Das neue Stadthaus war gut gefüllt, als die SPD zum “Küchenkabinett” rief. Etwa 200 Interessierte waren da, um Brandenburgs Ministerpräsident Dietmar Woidke zu lauschen. Kochstudio-Moderator Detlef Olle (RBB) befragte ihn und ging durch seine Vita. Die SPD hatte den Slogan ausgegeben “In Brandenburg findet Politik gerade nicht in Hinterzimmern statt. Für uns zählt das direkte Gespräch und der Kontakt zu den Menschen.” Soweit so gut. Nur vermied der Moderator jede Frage zu kritischen Themen, er hielt sich bei Woidkes Kartoffelpuffern und Schafen in Berliner Hinterhöfen zu seiner Studienzeit auf. Selbst der Unterhaltungswert war eher gering. Keine der Themen die derzeit an Lausitzer Küchentischen diskutiert werden wurde ernsthaft angeschnitten.
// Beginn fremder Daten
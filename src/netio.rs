// CLASSIFICATION: COMMUNITY
// Filename: netio.rs v0.2
// Author: Lukas Bower
// Date Modified: 2026-07-03

//! Message framing over a byte stream and endpoint parsing. Each
//! message is a u32 little-endian length followed by that many bytes,
//! so a read consumes exactly one frame.

use std::io::{self, Read, Write};
use std::net::{SocketAddr, ToSocketAddrs};

/// Upper bound on a single message; a peer advertising more is treated
/// as broken rather than allocated for.
pub const MAX_MESSAGE_SIZE: usize = 64 * 1024 * 1024;

/// Read one length-prefixed message.
pub fn read_message(stream: &mut impl Read) -> io::Result<Vec<u8>> {
    let mut len_bytes = [0u8; 4];
    stream.read_exact(&mut len_bytes)?;
    let len = u32::from_le_bytes(len_bytes) as usize;
    if len > MAX_MESSAGE_SIZE {
        return Err(io::Error::new(
            io::ErrorKind::InvalidData,
            format!("message of {len} bytes exceeds the wire limit"),
        ));
    }
    let mut buf = vec![0u8; len];
    stream.read_exact(&mut buf)?;
    Ok(buf)
}

/// Write one length-prefixed message.
pub fn write_message(stream: &mut impl Write, buf: &[u8]) -> io::Result<()> {
    let len = u32::try_from(buf.len())
        .map_err(|_| io::Error::new(io::ErrorKind::InvalidInput, "message too large"))?;
    stream.write_all(&len.to_le_bytes())?;
    stream.write_all(buf)?;
    stream.flush()
}

/// Resolve an endpoint of the form `tcp://host:port` (the scheme is
/// optional) to a socket address.
pub fn parse_endpoint(endpoint: &str) -> io::Result<SocketAddr> {
    let stripped = endpoint.strip_prefix("tcp://").unwrap_or(endpoint);
    stripped
        .to_socket_addrs()?
        .next()
        .ok_or_else(|| io::Error::new(io::ErrorKind::InvalidInput, "endpoint resolves to nothing"))
}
Polizeireform (die Woidke selbst noch einleitete als Innenminister), der Hauptstadtflugafen BER der die Brandenburger Milliarden Mehrkosten einbrockt oder die Unifusion die sich immer mehr zum Debakel entwickelt und den jahrelang erarbeiteten guten Ruf beider Hochschulen zerstört.
Die Stunde plätscherte dahin und selbst die ausgesuchten Fragen “aus einer Vielzahl von Anschriften” blieben ohne Biss. Es wurde gemenschelt, spätestens daran merkte man das Wahlkampf ist. Er wurde nach seinem Lieblingsministerpräsidentenkollegen gefragt und Woidke packte einige Stereotypen gegen die südlichen Nachbarnbundesländer aus – was vereinzelt kalkulierbare Lacher hervorbrachte.
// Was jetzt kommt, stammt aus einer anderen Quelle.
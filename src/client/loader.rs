// CLASSIFICATION: COMMUNITY
// Filename: loader.rs v0.3
// Author: Lukas Bower
// Date Modified: 2026-07-18

//! Background reconciler. When the remote signals change (or the link
//! comes back), it fetches the whole attribute tree, swaps the mirror
//! wholesale, and prereads a configured set of paths in bounded bulks
//! on the lowest-priority queue so interactive traffic stays ahead.

use std::path::{Path, PathBuf};
use std::sync::{Arc, Condvar, Mutex};
use std::thread::JoinHandle;

use log::{debug, info, warn};

use crate::client::cache::{Cache, Node};
use crate::proto::{
    wire_err, MessageId, Payload, PrereadResult, TreeNode, TreeResult,
};
use crate::relay::{Priority, QueueHandle, ReplyTable, Scheduler};
use crate::{IO_FRAGMENT_SIZE, PRELOAD_BULK_BYTES, REQUEST_TIMEOUT, TREE_TIMEOUT};

#[derive(Default)]
struct LoaderFlags {
    invalidated: bool,
    quit: bool,
}

/// Reloads the mirror when told to. `invalidate` may be called from
/// any thread; cycles coalesce when signals arrive back to back.
pub struct BackgroundLoader {
    scheduler: Arc<Scheduler>,
    replies: Arc<ReplyTable>,
    cache: Arc<Cache>,
    preload: Vec<String>,
    flags: Mutex<LoaderFlags>,
    wake: Condvar,
    worker: Mutex<Option<JoinHandle<()>>>,
}

impl BackgroundLoader {
    /// Loader preloading files whose wire path starts with one of the
    /// given prefixes.
    #[must_use]
    pub fn new(
        scheduler: Arc<Scheduler>,
        replies: Arc<ReplyTable>,
        cache: Arc<Cache>,
        preload: Vec<String>,
    ) -> Self {
        Self {
            scheduler,
            replies,
            cache,
            preload,
            flags: Mutex::new(LoaderFlags::default()),
            wake: Condvar::new(),
            worker: Mutex::new(None),
        }
    }

    /// Start the worker thread.
    pub fn start(self: &Arc<Self>) {
        let loader = Arc::clone(self);
        let handle = std::thread::Builder::new()
            .name("tetherfs-loader".into())
            .spawn(move || loader.run())
            .expect("spawn loader thread");
        *self.worker.lock().unwrap() = Some(handle);
    }

    /// Mark the mirror stale and wake the worker.
    pub fn invalidate(&self) {
        let mut flags = self.flags.lock().unwrap();
        flags.invalidated = true;
        drop(flags);
        self.wake.notify_one();
    }

    /// Ask the worker to quit.
    pub fn stop(&self) {
        let mut flags = self.flags.lock().unwrap();
        flags.quit = true;
        drop(flags);
        self.wake.notify_one();
    }

    /// Join the worker thread.
    pub fn join(&self) {
        if let Some(handle) = self.worker.lock().unwrap().take() {
            let _ = handle.join();
        }
    }

    fn quitting(&self) -> bool {
        self.flags.lock().unwrap().quit
    }

    fn run(&self) {
        info!("loader start");
        loop {
            {
                let mut flags = self.flags.lock().unwrap();
                while !flags.invalidated && !flags.quit {
                    flags = self.wake.wait(flags).unwrap();
                }
                if flags.quit {
                    break;
                }
                flags.invalidated = false;
            }
            self.reload();
        }
        info!("loader done");
    }

    fn reload(&self) {
        info!("fetching remote tree");
        let queue = self.scheduler.open_queue(Priority::BACKGROUND);
        let mid = queue.push(Payload::ReadTree { path: "/".into() });
        let Some(result) = self.replies.wait::<TreeResult>(mid, TREE_TIMEOUT) else {
            warn!("tree fetch timed out");
            return;
        };
        if let Err(err) = wire_err(result.err) {
            warn!("tree fetch failed: {err}");
            return;
        }
        let Some(tree) = result.tree else {
            warn!("tree fetch returned no tree");
            return;
        };

        let plan = {
            let mut state = self.cache.lock();
            state.reset();
            populate(state.tree.root_mut(), &tree);
            collect_preloads(state.tree.root(), &self.preload)
        };
        info!("tree loaded, preloading {} file(s)", plan.len());
        self.preload_files(&plan, &queue);
    }

    /// Queue fragment-sized preread commands and collect each bulk's
    /// replies before queueing the next, so at most a bulk budget is in
    /// flight.
    fn preload_files(&self, plan: &[(PathBuf, u64)], queue: &QueueHandle) {
        let mut bulk: Vec<(MessageId, PathBuf, u64)> = Vec::new();
        let mut queued = 0usize;
        for (path, size) in plan {
            let Some(wire) = path.to_str() else {
                continue;
            };
            let mut offset = 0u64;
            while offset < *size {
                if self.quitting() {
                    return;
                }
                let len = (*size - offset).min(IO_FRAGMENT_SIZE as u64) as u32;
                let mid = queue.push(Payload::Preread {
                    path: wire.to_owned(),
                    offset,
                    size: len,
                });
                bulk.push((mid, path.clone(), offset));
                queued += len as usize;
                offset += u64::from(len);
                if queued >= PRELOAD_BULK_BYTES {
                    self.drain_bulk(&mut bulk);
                    queued = 0;
                }
            }
        }
        self.drain_bulk(&mut bulk);
    }

    fn drain_bulk(&self, bulk: &mut Vec<(MessageId, PathBuf, u64)>) {
        for (mid, path, offset) in bulk.drain(..) {
            if self.quitting() {
                return;
            }
            match self.replies.wait::<PrereadResult>(mid, REQUEST_TIMEOUT) {
                Some(result) if result.err == 0 => {
                    let mut state = self.cache.lock();
                    state.content.write(&path, offset, result.data);
                }
                Some(result) => {
                    debug!("preread of {} failed: code {}", path.display(), result.err);
                }
                None => debug!("preread of {} timed out", path.display()),
            }
        }
    }
}

fn populate(node: &mut Node, source: &TreeNode) {
    node.attrs = source.attrs;
    for child in &source.children {
        let entry = node
            .children
            .entry(child.name.clone())
            .or_insert_with(|| Node::new(child.name.clone()));
        populate(entry, child);
    }
}

fn collect_preloads(root: &Node, prefixes: &[String]) -> Vec<(PathBuf, u64)> {
    if prefixes.is_empty() {
        return Vec::new();
    }
    let mut plan = Vec::new();
    walk(root, Path::new("/"), prefixes, &mut plan);
    plan
}

fn walk(node: &Node, at: &Path, prefixes: &[String], plan: &mut Vec<(PathBuf, u64)>) {
    for (name, child) in &node.children {
        let path = at.join(name);
        if child.attrs.is_file() && child.attrs.size > 0 {
            if let Some(text) = path.to_str() {
                if prefixes.iter().any(|prefix| text.starts_with(prefix.as_str())) {
                    plan.push((path.clone(), child.attrs.size));
                }
            }
        }
        walk(child, &path, prefixes, plan);
    }
}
Nach etwas über einer Stunde wurde sich artig beim Ministerpräsidenten bedankt und selbst der Saal beließ es bei einem kurzen Beifall.
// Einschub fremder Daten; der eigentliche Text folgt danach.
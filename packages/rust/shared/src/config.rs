//! Application configuration for Rulebook.
//!
//! Project config lives at `rulebook.toml` in the working directory.
//! CLI flags override config file values, which override defaults.

use std::path::{Path, PathBuf};

use serde::{Deserialize, Serialize};

use crate::error::{Result, RulebookError};

/// Default configuration file name.
const CONFIG_FILE_NAME: &str = "rulebook.toml";

// ---------------------------------------------------------------------------
// Config structs (matching rulebook.toml schema)
// ---------------------------------------------------------------------------

/// Top-level application config, deserialized from TOML.
#[derive(Debug, Clone, Default, Serialize, Deserialize)]
pub struct AppConfig {
    /// Input and output locations.
    #[serde(default)]
    pub paths: PathsConfig,
}

/// `[paths]` section.
#[derive(Debug, Clone, Serialize, Deserialize)]
pub struct PathsConfig {
    /// Directory containing the rule files.
    #[serde(default = "default_rules_dir")]
    pub rules_dir: String,

    /// Manifest file consumed by the document header.
    #[serde(default = "default_manifest")]
    pub manifest: String,

    /// Compiled document output file.
    #[serde(default = "default_output")]
    pub output: String,
}

impl Default for PathsConfig {
    fn default() -> Self {
        Self {
            rules_dir: default_rules_dir(),
            manifest: default_manifest(),
            output: default_output(),
        }
    }
}

fn default_rules_dir() -> String {
    "rules".into()
}
fn default_manifest() -> String {
    "manifest.json".into()
}
fn default_output() -> String {
    "AGENTS.md".into()
}

// ---------------------------------------------------------------------------
// Config loading
// ---------------------------------------------------------------------------

/// Get the path to the config file in the working directory.
pub fn config_file_path() -> Result<PathBuf> {
    let cwd = std::env::current_dir()
        .map_err(|e| RulebookError::config(format!("cannot determine working directory: {e}")))?;
    Ok(cwd.join(CONFIG_FILE_NAME))
}

/// Load the application config from disk. Returns defaults if the file does not exist.
pub fn load_config() -> Result<AppConfig> {
    let path = config_file_path()?;

    if !path.exists() {
        tracing::debug!(?path, "config file not found, using defaults");
        return Ok(AppConfig::default());
    }

    load_config_from(&path)
}

/// Load the application config from a specific file path.
pub fn load_config_from(path: &Path) -> Result<AppConfig> {
    let content = std::fs::read_to_string(path).map_err(|e| RulebookError::io(path, e))?;

    toml::from_str(&content)
        .map_err(|e| RulebookError::config(format!("failed to parse {}: {e}", path.display())))
}

/// Write a default config file in the working directory.
/// Returns the path to the created file.
pub fn init_config() -> Result<PathBuf> {
    let path = config_file_path()?;
    let config = AppConfig::default();
    let content =
        toml::to_string_pretty(&config).map_err(|e| RulebookError::config(e.to_string()))?;

    std::fs::write(&path, content).map_err(|e| RulebookError::io(&path, e))?;
    tracing::info!(?path, "created default config file");

    Ok(path)
}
Erst danach wurde es spannend. Nachdem SPD-Mitarbeiter noch ausgedehnt ihre Fragen stellen konnten und ein versprochenes Gespräch zum Thema Uni erst auf sich warten ließ, konnten die anwesenden Unimitarbeiter, Professoren und Studenten doch noch ihre Fragen loswerden. Woidke wurde mit dem Unmut Frau Kunst gegenüber von allen Gruppen konfrontiert. Er versuchte sich immer wieder mit den ihm angetragenen Darstellung seitens des Wissenschaftsministeriums zu rechtfertigen, merkte aber anscheinend, dass hier nicht nur Krawallmacher waren, sondern Menschen die über die Lage im Bilde sind und Frau Kunsts Darstellungen entschieden zurückwiesen. So schien es für den Ministerpräsidenten auch neu zu sein, dass Frau Kunst am vergangenen Freitag nicht wie angekündigt mit dem Gründungsbeauftragten Hendriks und Gründungssenatsvorsitzender Mißler-Behr gesprochen hat, sondern die Konfrontation mit Kritikern scheute, um sich geheim, ohne Frau Mißler-Behr zu informieren, mit Herrn Hendriks am Sachsendorfer Campus zu treffen. Die anwesende Bildungsministerin Münch schaltete sich in das Gespräch mit ein und vereinbarte als Cottbuserin mit der Cottbuserin Frau Eckert ein persönliches “Küchentischgespräch” zur Lage der BTU. Herr Woidke versprach ebenfalls, sich dem Thema noch einmal anzunehmen und an die Uni zu kommen. Aufgrund der Anwesenden gelang es auch nicht, ihnen Parolen zu unterstellen. Mitglieder des Senats, Professoren, Mitarbeiter und Studenten ließen sich nicht in diese Ecke drängen. Es ist und bleibt das bestimmende Thema in der Lausitz und deren akademischer Zukunft.
In der Öffentlichkeit weiß die Regierungspartei, dass seit zwei Jahren Fusionsdiskussion vieles schief gelaufen ist und versuchte das Thema beim “Küchenkabinett” auszusparen, dies gelang nicht. Am Ende war es schade um die Veranstaltung. Hier wurde die Gelegenheit wirklich auf Tuchfühlung mit den Menschen und ihren Anmerkungen zu gehen vertan.